Beauchamp was taken to a nearby hospital and placed on a ventilator, but died from an anoxic brain injury six weeks later on October 18, 2020.
After Beauchamp’s death, Howard Linden, the administrator of her estate, sued the City of Southfield, Michigan, and the individual emergency medical workers for violating Beauchamp’s Fourteenth Amendment substantive due process rights.
The plaintiff argued that the first responders’ treatment of Beauchamp amounted to a “state-created danger” that resulted in “a private act of violence” against her.
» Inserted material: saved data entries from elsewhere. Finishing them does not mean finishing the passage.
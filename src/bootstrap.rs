//! Builds the live (or dry-run) collaborators from a validated [`Config`].

use std::sync::Arc;

use anyhow::{Context, Result, anyhow};
use solana_client::nonblocking::rpc_client::RpcClient;
use solana_sdk::pubkey::Pubkey;
use solana_sdk::signature::{Keypair, Signer};
use spl_associated_token_account::get_associated_token_address;
use tracing::{info, warn};

use crate::config::{Config, ExecutionMode, PrivateKey};
use crate::error::{KeeperError, KeeperResult};
use crate::keeper::{Keeper, KeeperSettings, Observer};
use crate::onchain_instance::instance::treasury_address;
use crate::onchain_instance::{
    LedgerReader, LedgerWriter, RpcLedgerReader, SyntheticLedgerReader, TreasuryAccounts,
    TreasuryAddresses, TreasuryProgram,
};
use crate::services::{JupiterSwapService, RpcLiquidityPool, SwapSigner};

/// Everything `main` needs to run the loop or a one-shot command.
pub struct Runtime {
    pub reader: Arc<dyn LedgerReader>,
    pub ledger: Arc<dyn LedgerWriter>,
    pub observer: Arc<Observer>,
    pub keeper: Keeper,
}

pub fn load_keypair(key: &PrivateKey) -> Result<Keypair> {
    let bytes = bs58::decode(key.expose())
        .into_vec()
        .context("KEEPER_PRIVATE_KEY is not valid base58")?;
    Keypair::try_from(&bytes[..]).map_err(|e| anyhow!("Invalid keypair bytes: {}", e))
}

/// Conversions swap SOL out of the keeper wallet, so a live fee vault must be
/// that wallet. Dry runs read a synthetic treasury and accept any vault.
pub fn resolve_fee_vault(
    configured: Option<Pubkey>,
    keeper: Pubkey,
    mode: ExecutionMode,
) -> KeeperResult<Pubkey> {
    match configured {
        Some(vault) if vault != keeper && !mode.is_simulated() => {
            Err(KeeperError::ConfigInvalid(format!(
                "FEE_VAULT {} is not the keeper wallet {}; the keeper can only convert SOL it signs for",
                vault, keeper
            )))
        }
        Some(vault) => Ok(vault),
        None => Ok(keeper),
    }
}

pub fn build(config: &Config) -> Result<Runtime> {
    let solana = &config.solana;
    let rpc = Arc::new(RpcClient::new_with_timeout_and_commitment(
        solana.cluster.url().to_string(),
        solana.rpc_timeout,
        solana.commitment,
    ));

    let keypair = match &solana.private_key {
        Some(key) => Arc::new(load_keypair(key)?),
        None => {
            warn!("No KEEPER_PRIVATE_KEY set, using an ephemeral keypair for simulation");
            Arc::new(Keypair::new())
        }
    };
    let authority = keypair.pubkey();

    // Dry runs read a synthetic treasury and never reach the program.
    let program_id = solana.program_id.unwrap_or_default();
    let treasury = treasury_address(&program_id);
    let treasury_usdc = solana
        .treasury_usdc_account
        .unwrap_or_else(|| get_associated_token_address(&treasury, &solana.usdc_mint));
    let fee_vault = resolve_fee_vault(solana.fee_vault, authority, config.mode)?;

    info!("🔑 Keeper wallet: {}", authority);
    info!("🏦 Treasury: {} (program {})", treasury, program_id);
    info!("💵 Treasury USDC account: {}", treasury_usdc);
    info!("⛽ Fee vault: {}", fee_vault);

    let accounts = TreasuryAccounts {
        program_id,
        treasury,
        treasury_usdc,
        authority,
        usdc_mint: solana.usdc_mint,
        token_mint: solana.token_mint.unwrap_or_default(),
    };
    let program = Arc::new(TreasuryProgram::new(
        rpc.clone(),
        keypair.clone(),
        accounts,
        solana.commitment,
        solana.rpc_timeout,
        solana.confirm_timeout,
    ));

    let reader: Arc<dyn LedgerReader> = if config.mode.is_simulated() {
        info!("🧪 Dry run: treasury state is synthetic");
        Arc::new(SyntheticLedgerReader::from_config(config))
    } else {
        Arc::new(RpcLedgerReader::new(
            rpc.clone(),
            TreasuryAddresses { program_id, treasury, treasury_usdc, fee_vault },
            solana.commitment,
            solana.rpc_timeout,
            config.limits.sol_fee_reserve,
        ))
    };

    let signer = SwapSigner {
        rpc: rpc.clone(),
        keypair,
        commitment: solana.commitment,
        send_timeout: solana.rpc_timeout,
        confirm_timeout: solana.confirm_timeout,
    };
    let swap = Arc::new(
        JupiterSwapService::new(
            config.jupiter_api_url.clone(),
            solana.rpc_timeout,
            Some(signer),
            config.mode,
        )
        .context("Failed to build Jupiter HTTP client")?,
    );

    let (pool_usdc, pool_token) = match (solana.pool_usdc_account, solana.pool_token_account) {
        (Some(usdc), Some(token)) => (usdc, token),
        _ => {
            warn!("Pool vaults not configured, liquidity provisioning will fail closed");
            (Pubkey::default(), Pubkey::default())
        }
    };
    let pool = Arc::new(RpcLiquidityPool::new(
        rpc,
        program.clone(),
        pool_usdc,
        pool_token,
        solana.commitment,
        solana.rpc_timeout,
    ));

    let observer = Arc::new(Observer::tracing());
    let ledger: Arc<dyn LedgerWriter> = program;
    let keeper = Keeper::new(
        KeeperSettings::from_config(config, treasury_usdc),
        reader.clone(),
        ledger.clone(),
        swap,
        pool,
        observer.clone(),
    );

    Ok(Runtime { reader, ledger, observer, keeper })
}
In June 2022, a federal judge dismissed constitutional and due process claims brought by Linden and granted the paramedics’ request for qualified immunity.
The estate appealed, and the case was argued before a three-judge panel in June 2023.
U.S. Circuit Judge Julia Gibbons wrote that it is “hard to see” the plaintiff’s theory of “state-created danger.”
“It is hard to see how it could be ‘clearly established’ that the first responders exposed Beauchamp to a private act of violence when they mistakenly believed she was dead and left her in her family’s care to be processed for routine funeral proceedings, which included the funeral home employee’s act of putting Beauchamp’s presumed-dead body into a body bag to transport her to a funeral home,” Gibbons wrote.